Idee: Criminaliteit van mensen hoort bij hun natuur
Aangeleerd – gedragtheorie
Crimineel gedrag wordt aangeleerd. Zoals we alles leren van onze omgeving, is dat bij crimineel gedrag ook zo. We zien anderen die crimineel gedrag vertonen, en nemen dat over.
Gelegenheidstheorie
Ieder individu kiest voor zichzelf de meest gunstige optie. De mens is rationeel denken. Hierdoor zullen wij in een winkel een afweging maken tussen kosten en baten, en in onze ogen de juiste beslissing maken. In sommige situaties is dat dus diefstal.
Anomietheorie
Dit heeft te maken met de positie op de maatschappelijke ladder. Mensen met een lage positie accepteren dat ze niet hoger komen, waardoor ze delicten plegen.
Etiketteringstheorie
Bepaalde groepen worden standaard als crimineel aangewezen, en die groepen accepteren dat, waardoor ze ook inderdaad aan criminaliteit doen.
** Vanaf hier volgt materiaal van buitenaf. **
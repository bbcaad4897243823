//! Mapping between value trees and JSON documents.
//!
//! JSON objects have no room for a scalar next to their fields, so a value
//! that has both stores its scalar under the `$` key. JSON arrays nested in
//! arrays have no field name either; they live under the `_` key. A value
//! whose only content is a `_` vector renders as that bare array.

use serde_json::{Map, Number, Value as JsonValue};

use crate::value::{Scalar, Value, ValueVector};

/// Object key holding the scalar of a value that also has children
pub const ROOT_SIGN: &str = "$";

/// Field name of a vector rendered as a bare JSON array
pub const ARRAY_KEY: &str = "_";

/// Render a value tree as JSON
pub fn value_to_json(value: &Value) -> JsonValue {
    if !value.is_defined() && value.children().len() == 1 {
        if let Some(items) = value.children_of(ARRAY_KEY) {
            return vector_to_json(items, true);
        }
    }

    if !value.has_any_children() {
        return scalar_to_json(value.scalar());
    }

    let mut object = Map::new();
    if value.is_defined() {
        object.insert(ROOT_SIGN.to_string(), scalar_to_json(value.scalar()));
    }
    for (name, vector) in value.children() {
        object.insert(name.clone(), vector_to_json(vector, false));
    }
    JsonValue::Object(object)
}

/// A single element renders as itself, anything else (including nothing) as
/// an array
fn vector_to_json(vector: &ValueVector, force_array: bool) -> JsonValue {
    match vector.first() {
        Some(only) if !force_array && vector.len() == 1 => value_to_json(only),
        _ => JsonValue::Array(vector.iter().map(value_to_json).collect()),
    }
}

fn scalar_to_json(scalar: &Scalar) -> JsonValue {
    match scalar {
        Scalar::Undefined => JsonValue::Null,
        Scalar::String(s) => JsonValue::String(s.clone()),
        Scalar::Int32(i) => JsonValue::from(*i),
        Scalar::Int64(l) => JsonValue::from(*l),
        // NaN and infinities have no JSON form
        Scalar::Double(d) => Number::from_f64(*d)
            .map(JsonValue::Number)
            .unwrap_or(JsonValue::Null),
        Scalar::Bool(b) => JsonValue::Bool(*b),
        Scalar::ByteArray(b) => JsonValue::String(b.to_string_lossy().into_owned()),
    }
}

/// Build a value tree from JSON
pub fn json_to_value(json: &JsonValue) -> Value {
    match json {
        JsonValue::Array(items) => {
            let mut value = Value::new();
            value
                .children_mut()
                .insert(ARRAY_KEY.to_string(), array_to_vector(items));
            value
        }
        JsonValue::Object(map) => object_to_value(map),
        other => Value::with_scalar(json_to_scalar(other)),
    }
}

fn object_to_value(map: &Map<String, JsonValue>) -> Value {
    let mut value = Value::new();
    for (key, entry) in map {
        if key == ROOT_SIGN {
            value.set_value(json_to_scalar(entry));
        } else {
            value.children_mut().insert(key.clone(), json_to_vector(entry));
        }
    }
    value
}

fn json_to_vector(json: &JsonValue) -> ValueVector {
    match json {
        JsonValue::Array(items) => array_to_vector(items),
        JsonValue::Object(map) => ValueVector::from(vec![object_to_value(map)]),
        other => ValueVector::from(vec![Value::with_scalar(json_to_scalar(other))]),
    }
}

fn array_to_vector(items: &[JsonValue]) -> ValueVector {
    items.iter().map(json_to_value).collect()
}

fn json_to_scalar(json: &JsonValue) -> Scalar {
    match json {
        JsonValue::Null => Scalar::Undefined,
        JsonValue::Bool(b) => Scalar::Bool(*b),
        JsonValue::Number(n) => number_to_scalar(n),
        JsonValue::String(s) => Scalar::String(s.clone()),
        // only reachable through "$": keep the raw text
        other => Scalar::String(other.to_string()),
    }
}

fn number_to_scalar(n: &Number) -> Scalar {
    if let Some(l) = n.as_i64() {
        match i32::try_from(l) {
            Ok(i) => Scalar::Int32(i),
            Err(_) => Scalar::Int64(l),
        }
    } else {
        Scalar::Double(n.as_f64().unwrap_or(0.0))
    }
}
Bindings- of integratietheorie
Mensen gedragen zich goed omdat ze niemand om hun heen kwijt willen raken. Op het moment dat die mensen om hun heen er niet meer zijn, is diegene eerder geneigd tot criminaliteit.
Socialecontroletheorie
Des te minder contact en invloed er is met ouders en overheid, des te meer kans op criminaliteit.
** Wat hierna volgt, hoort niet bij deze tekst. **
impl CommProtocol for SodepProtocol {
    fn name(&self) -> &'static str {
        "sodep"
    }

    fn encode(&mut self, message: &CommMessage, dst: &mut BytesMut) -> ProtocolResult<()> {
        let start = dst.len();
        self.encode_message(message, dst);

        let size = dst.len() - start;
        if size > self.max_message_size {
            dst.truncate(start);
            return Err(ProtocolError::MessageTooLarge(size, self.max_message_size));
        }

        tracing::debug!(
            "SODEP send: id={} op={} ({} bytes)",
            message.id(),
            message.operation_name(),
            size
        );
        Ok(())
    }

    fn decode(&mut self, src: &mut BytesMut) -> ProtocolResult<Option<CommMessage>> {
        if src.is_empty() {
            return Ok(None);
        }

        let scan = self.scan.get_or_insert_with(FrameScan::new);
        if scan.pos > src.len() {
            // not the buffer the scan started on
            *scan = FrameScan::new();
        }
        match scan.advance(&src[..]) {
            Scan::Partial(needed) => {
                tracing::trace!("SODEP recv: {} of at least {} bytes", src.len(), needed);
                return Ok(None);
            }
            Scan::Complete(len) => tracing::trace!("SODEP recv: frame of {} bytes", len),
            Scan::Invalid => {}
        }
        self.scan = None;

        let mut reader = WireReader::new(&src[..]);
        match self.decode_message(&mut reader) {
            Ok(message) => {
                let consumed = reader.position();
                let _ = src.split_to(consumed);
                tracing::debug!(
                    "SODEP recv: id={} op={} ({} bytes)",
                    message.id(),
                    message.operation_name(),
                    consumed
                );
                Ok(Some(message))
            }
            Err(ProtocolError::Incomplete { .. }) => Ok(None),
            Err(e) => Err(e),
        }
    }

    fn decode_eof(&mut self, src: &mut BytesMut) -> ProtocolResult<CommMessage> {
        self.scan = None;
        let mut reader = WireReader::new(&src[..]);
        let message = self.decode_message(&mut reader).map_err(|e| match e {
            ProtocolError::Incomplete { field } => {
                ProtocolError::malformed(field, "truncated input")
            }
            other => other,
        })?;
        let consumed = reader.position();
        let _ = src.split_to(consumed);
        Ok(message)
    }

    fn max_message_size(&self) -> usize {
        self.max_message_size
    }
}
Wat zijn de doelen en de betekenissen van rechtsregels?
- Rechtszekerheid
- Orde aanbrengen
- Onafhankelijke rechtspraak
- Conflicten vreedzaam kunnen oplossen
Wat zijn de grondbeginselen van de rechtstaat
- Er is sprake van scheiding van de machten
- De grond- of vrijheidsrechten worden gewaarborgd
- De overheid is vanwege het legaliteitsbeginsel zelf ook gebonden aan regels en wetten.
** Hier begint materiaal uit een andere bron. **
use std::net::{TcpListener, TcpStream};
use std::sync::Arc;
use std::thread;

use commwire::config::JsonRpcConfig;
use commwire::message::AtomicIdGenerator;
use commwire::network::Channel;
use commwire::protocol::jsonrpc::ContentEncoding;
use commwire::protocol::{JsonRpcProtocol, ProtocolError, Role};
use commwire::{CommMessage, Fault, Value};

/// Answers requests until the client hangs up
fn serve(listener: TcpListener) -> usize {
    let (stream, _) = listener.accept().unwrap();
    let protocol = JsonRpcProtocol::new(Role::Server)
        .with_id_generator(Arc::new(AtomicIdGenerator::starting_at(1_000)));
    let mut channel = Channel::new(stream, Box::new(protocol));

    let mut handled = 0;
    loop {
        let request = match channel.recv() {
            Ok(request) => request,
            Err(ProtocolError::Closed) => return handled,
            Err(e) => panic!("server failed: {e}"),
        };
        handled += 1;

        let reply = if request.has_generic_id() {
            CommMessage::create_empty_response(&request)
        } else if request.operation_name() == "fail" {
            CommMessage::create_fault_response(
                &request,
                Fault::new("Refused", request.value().clone()),
            )
        } else {
            CommMessage::create_response(&request, request.value().clone())
        };
        channel.send(&reply).unwrap();
    }
}

fn payload() -> Value {
    let mut value = Value::from("order");
    value.set_first_child("qty", 3);
    value.set_first_child("express", true);
    let lines = value.get_or_create_children("lines");
    lines.push(Value::from("apple"));
    lines.push(Value::from("pear"));
    value
}

#[test]
fn client_and_server_over_tcp() {
    let listener = TcpListener::bind("127.0.0.1:0").unwrap();
    let addr = listener.local_addr().unwrap();
    let server = thread::spawn(move || serve(listener));

    let config = JsonRpcConfig {
        host: addr.to_string(),
        path: "/rpc".to_string(),
        request_compression: Some(ContentEncoding::Gzip),
        ..JsonRpcConfig::default()
    };
    let stream = TcpStream::connect(addr).unwrap();
    let mut client = Channel::new(stream, Box::new(JsonRpcProtocol::from_config(&config)));

    let request = CommMessage::create_request("echo", "/", payload());
    let reply = client.call(&request).unwrap();
    assert_eq!(reply.id(), request.id());
    assert_eq!(reply.operation_name(), "echo");
    assert_eq!(reply.value(), &payload());

    let ack = client
        .call(&CommMessage::create_notification("audit", "/", Value::from("seen")))
        .unwrap();
    assert!(ack.has_generic_id());
    assert!(!ack.is_fault());

    let refused = client
        .call(&CommMessage::create_request("fail", "/", Value::from(7)))
        .unwrap();
    let fault = refused.fault().unwrap();
    assert_eq!(fault.name, "Refused");
    assert_eq!(fault.value.int_value(), 7);

    drop(client);
    assert_eq!(server.join().unwrap(), 3);
}

#[test]
fn server_rejects_get() {
    let listener = TcpListener::bind("127.0.0.1:0").unwrap();
    let addr = listener.local_addr().unwrap();
    let sender = thread::spawn(move || {
        use std::io::Write;
        let mut stream = TcpStream::connect(addr).unwrap();
        stream
            .write_all(b"GET /rpc HTTP/1.1\r\nHost: x\r\n\r\n")
            .unwrap();
        stream
    });

    let (stream, _) = listener.accept().unwrap();
    let mut channel = Channel::new(stream, Box::new(JsonRpcProtocol::new(Role::Server)));
    match channel.recv() {
        Err(ProtocolError::UnsupportedMethod(method)) => assert_eq!(method, "GET"),
        other => panic!("unexpected {other:?}"),
    }
    drop(sender.join().unwrap());
}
Waaraan moet een rechtsgang voldoen
- Eerlijk proces
- Onschuldspresumptie
- Dwangmaatregelen zijn gebonden aan wettelijke grenzen
- Iedereen heeft recht op adequate verdediging
Waardoor kan klassenjustitie ontstaan
- Verdachten met een betere maatschappelijke positie zijn zich beter in staat te verdedigen
- Door vooroordelen een stereotyperingen
Wat zijn dé drie onderdelen van het integrale veiligheidsbeleid
- De nadruk ligt op het voorkomen van onveiligheid
- Bij zware criminaliteit en georganiseerde misdaad speelt het strafrecht een primaire rol. Bij veelvoorkomende criminaliteit is het strafrecht ondergeschikt, dat wil zeggen dat strafmaatregelen pas worden toegepast als preventie niet of onvoldoende blijkt te werken.
- Er is een belangrijke rol weggelegd voor samenwerking tussen verschilde maatschappelijke instanties. Maar ook roept de overheid burgers nadrukkelijk op om te helpen bij opsporing.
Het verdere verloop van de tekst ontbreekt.